Emma era una de las razones por las que no podía dejar de amar a Lucas. Dejar de amarlo a él la haría sentirse como si rechazase una parte de Emma. Lucas era una parte de su hija y, por tanto, una parte de ella misma. Además, era un buen padre para sus hijos. Adrian era demasiado pequeño para comprender nada aún, pero Emma adoraba a su padre y Anna no podía robárselo. ¿Cómo podría llevarse a los niños lejos de la mitad de su seguridad en la vida, destruir todo aquello que era familiar e importante para ellos? A cambio procuraba tener la fuerza suficiente por ellos también, para que lograsen salir de aquello. Aunque, al principio no era así. Todo podría volver a ser como antes. Sólo tenía que ser fuerte. Él le había dicho que, en realidad, no quería pegarle, que era por su bien, para que no hiciese lo que, de lo contrario, haría. Si pudiera esforzarse un poco más, ser mejor esposa. Ella no lo comprendía, le decía él. Si lograse dar con aquello que lo hacía feliz, si fuese capaz de hacer las cosas bien, para que él no tuviese que sentirse tan decepcionado a todas horas.

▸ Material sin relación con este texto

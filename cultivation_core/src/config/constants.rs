//! Tunable game constants
//!
//! Every magic number that governs combat and progression lives here rather
//! than scattered through the combat/stats code, so a deployment can retune
//! the game by shipping a different TOML file without touching logic.

use serde::{Deserialize, Serialize};

#[derive(Debug, Clone, Serialize, Deserialize)]
pub struct GameConstants {
    pub combat: CombatConstants,
    pub stats: StatConstants,
    pub breakthrough: BreakthroughConstants,
    pub activity: ActivityConstants,
}

impl Default for GameConstants {
    fn default() -> Self {
        GameConstants {
            combat: CombatConstants::default(),
            stats: StatConstants::default(),
            breakthrough: BreakthroughConstants::default(),
            activity: ActivityConstants::default(),
        }
    }
}

#[derive(Debug, Clone, Serialize, Deserialize)]
pub struct CombatConstants {
    #[serde(default = "default_max_rounds")]
    pub max_rounds: u32,
    #[serde(default = "default_spar_surrender_threshold")]
    pub spar_surrender_threshold: f64,
    #[serde(default = "default_hit_rate_floor")]
    pub hit_rate_floor: f64,
    #[serde(default = "default_hit_rate_ceiling")]
    pub hit_rate_ceiling: f64,
    #[serde(default = "default_armour_constant")]
    pub armour_constant: f64,
    #[serde(default = "default_damage_variance")]
    pub damage_variance: f64,
    #[serde(default = "default_confusion_self_strike_ratio")]
    pub confusion_self_strike_ratio: f64,
    #[serde(default = "default_skill_select_weight")]
    pub skill_select_weight: f64,
}

impl Default for CombatConstants {
    fn default() -> Self {
        CombatConstants {
            max_rounds: default_max_rounds(),
            spar_surrender_threshold: default_spar_surrender_threshold(),
            hit_rate_floor: default_hit_rate_floor(),
            hit_rate_ceiling: default_hit_rate_ceiling(),
            armour_constant: default_armour_constant(),
            damage_variance: default_damage_variance(),
            confusion_self_strike_ratio: default_confusion_self_strike_ratio(),
            skill_select_weight: default_skill_select_weight(),
        }
    }
}

fn default_max_rounds() -> u32 {
    50
}
fn default_spar_surrender_threshold() -> f64 {
    0.2
}
fn default_hit_rate_floor() -> f64 {
    0.3
}
fn default_hit_rate_ceiling() -> f64 {
    0.95
}
fn default_armour_constant() -> f64 {
    100.0
}
fn default_damage_variance() -> f64 {
    0.1
}
fn default_confusion_self_strike_ratio() -> f64 {
    0.3
}
fn default_skill_select_weight() -> f64 {
    0.8
}

#[derive(Debug, Clone, Serialize, Deserialize)]
pub struct StatConstants {
    #[serde(default = "default_crit_rate_cap")]
    pub crit_rate_cap: f64,
    #[serde(default = "default_min_crit_damage")]
    pub min_crit_damage: f64,
    #[serde(default = "default_hit_rate_min")]
    pub hit_rate_min: f64,
    #[serde(default = "default_hit_rate_max")]
    pub hit_rate_max: f64,
    #[serde(default = "default_dodge_rate_cap")]
    pub dodge_rate_cap: f64,
    #[serde(default = "default_realm_multiplier_step")]
    pub realm_multiplier_step: f64,
}

impl Default for StatConstants {
    fn default() -> Self {
        StatConstants {
            crit_rate_cap: default_crit_rate_cap(),
            min_crit_damage: default_min_crit_damage(),
            hit_rate_min: default_hit_rate_min(),
            hit_rate_max: default_hit_rate_max(),
            dodge_rate_cap: default_dodge_rate_cap(),
            realm_multiplier_step: default_realm_multiplier_step(),
        }
    }
}

fn default_crit_rate_cap() -> f64 {
    0.8
}
fn default_min_crit_damage() -> f64 {
    1.0
}
fn default_hit_rate_min() -> f64 {
    0.5
}
fn default_hit_rate_max() -> f64 {
    1.0
}
fn default_dodge_rate_cap() -> f64 {
    0.8
}
fn default_realm_multiplier_step() -> f64 {
    0.1
}

#[derive(Debug, Clone, Serialize, Deserialize)]
pub struct BreakthroughConstants {
    #[serde(default = "default_death_min")]
    pub death_min: f64,
    #[serde(default = "default_death_max")]
    pub death_max: f64,
    #[serde(default = "default_survive_exp_penalty")]
    pub survive_exp_penalty: f64,
}

impl Default for BreakthroughConstants {
    fn default() -> Self {
        BreakthroughConstants {
            death_min: default_death_min(),
            death_max: default_death_max(),
            survive_exp_penalty: default_survive_exp_penalty(),
        }
    }
}

fn default_death_min() -> f64 {
    0.05
}
fn default_death_max() -> f64 {
    0.3
}
fn default_survive_exp_penalty() -> f64 {
    0.1
}

#[derive(Debug, Clone, Serialize, Deserialize)]
pub struct ActivityConstants {
    #[serde(default = "default_base_cultivation_cap_hours")]
    pub base_cultivation_cap_hours: f64,
    #[serde(default = "default_cultivation_cap_step_hours")]
    pub cultivation_cap_step_hours: f64,
    #[serde(default = "default_cultivation_cap_step_realms")]
    pub cultivation_cap_step_realms: u32,
    #[serde(default = "default_regen_percent_per_minute")]
    pub regen_percent_per_minute: f64,
    #[serde(default = "default_rebirth_cooldown_secs")]
    pub rebirth_cooldown_secs: i64,
    #[serde(default = "default_duel_cooldown_secs")]
    pub duel_cooldown_secs: i64,
    #[serde(default = "default_spar_cooldown_secs")]
    pub spar_cooldown_secs: i64,
}

impl Default for ActivityConstants {
    fn default() -> Self {
        ActivityConstants {
            base_cultivation_cap_hours: default_base_cultivation_cap_hours(),
            cultivation_cap_step_hours: default_cultivation_cap_step_hours(),
            cultivation_cap_step_realms: default_cultivation_cap_step_realms(),
            regen_percent_per_minute: default_regen_percent_per_minute(),
            rebirth_cooldown_secs: default_rebirth_cooldown_secs(),
            duel_cooldown_secs: default_duel_cooldown_secs(),
            spar_cooldown_secs: default_spar_cooldown_secs(),
        }
    }
}

fn default_base_cultivation_cap_hours() -> f64 {
    24.0
}
fn default_cultivation_cap_step_hours() -> f64 {
    6.0
}
fn default_cultivation_cap_step_realms() -> u32 {
    9
}
fn default_regen_percent_per_minute() -> f64 {
    0.005
}
fn default_rebirth_cooldown_secs() -> i64 {
    3600
}
fn default_duel_cooldown_secs() -> i64 {
    300
}
fn default_spar_cooldown_secs() -> i64 {
    60
}

#[cfg(test)]
mod tests {
    use super::*;

    #[test]
    fn default_constants_match_spec() {
        let c = GameConstants::default();
        assert_eq!(c.combat.max_rounds, 50);
        assert!((c.combat.spar_surrender_threshold - 0.2).abs() < f64::EPSILON);
        assert!((c.stats.dodge_rate_cap - 0.8).abs() < f64::EPSILON);
        assert_eq!(c.activity.rebirth_cooldown_secs, 3600);
    }

    #[test]
    fn parse_from_toml() {
        let toml = r#"
[combat]
max_rounds = 50
spar_surrender_threshold = 0.2
hit_rate_floor = 0.3
hit_rate_ceiling = 0.95
armour_constant = 100.0
damage_variance = 0.1
confusion_self_strike_ratio = 0.3
skill_select_weight = 0.8

[stats]
crit_rate_cap = 0.8
min_crit_damage = 1.0
hit_rate_min = 0.5
hit_rate_max = 1.0
dodge_rate_cap = 0.8
realm_multiplier_step = 0.1

[breakthrough]
death_min = 0.05
death_max = 0.3
survive_exp_penalty = 0.1

[activity]
base_cultivation_cap_hours = 24.0
cultivation_cap_step_hours = 6.0
cultivation_cap_step_realms = 9
regen_percent_per_minute = 0.005
rebirth_cooldown_secs = 3600
duel_cooldown_secs = 300
spar_cooldown_secs = 60
"#;
        let constants: GameConstants = toml::from_str(toml).unwrap();
        assert_eq!(constants.combat.max_rounds, 50);
    }
}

Erica no comprendía nada. Erica, con su independencia y su soledad. Su valor y sus tremendos y agobiantes desvelos por ella. Anna percibía el desprecio en la voz de Erica, lo que la indignaba hasta la locura. ¿Qué sabía ella de la responsabilidad de sacar adelante un matrimonio y una familia? Llevar sobre los hombros una responsabilidad tan inmensa que apenas si le permitía mantenerse en pie. La única persona por la que Erica tenía que preocuparse era ella misma. Su hermana siempre había sido tan sabihonda. Su exagerada preocupación maternal por ella había amenazado con sofocarla en más de una ocasión. Por todas partes la perseguían los ojos inquietos y vigilantes de Erica, cuando ella sólo deseaba que la dejase en paz. ¿Qué más daba que su madre no se hubiese ocupado de ellas? Al menos, habían tenido a su padre. Uno de dos, no era tan mala proporción. La diferencia entre ellas dos era que Anna lo aceptaba, en tanto que Erica se empecinaba en buscar una explicación. Casi siempre, Erica intentaba encontrar la explicación en sí misma. De ahí que siempre se esforzase tanto. Anna, por su parte, había elegido no esforzarse en absoluto. Era más fácil no andar cavilando tanto, seguir la corriente y pasar cada día como se presentase. Por eso abrigaba tanto resentimiento contra Erica. Ella se preocupaba, se implicaba, se deshacía en mimos con ella, y eso hacía mucho más difícil cerrar los ojos a la realidad y a su entorno. Salir de casa de sus padres fue una liberación y después, al conocer a Lucas poco más tarde, creyó que había encontrado al único ser capaz de amarla tal y como era y, ante todo, respetar sus necesidades de libertad.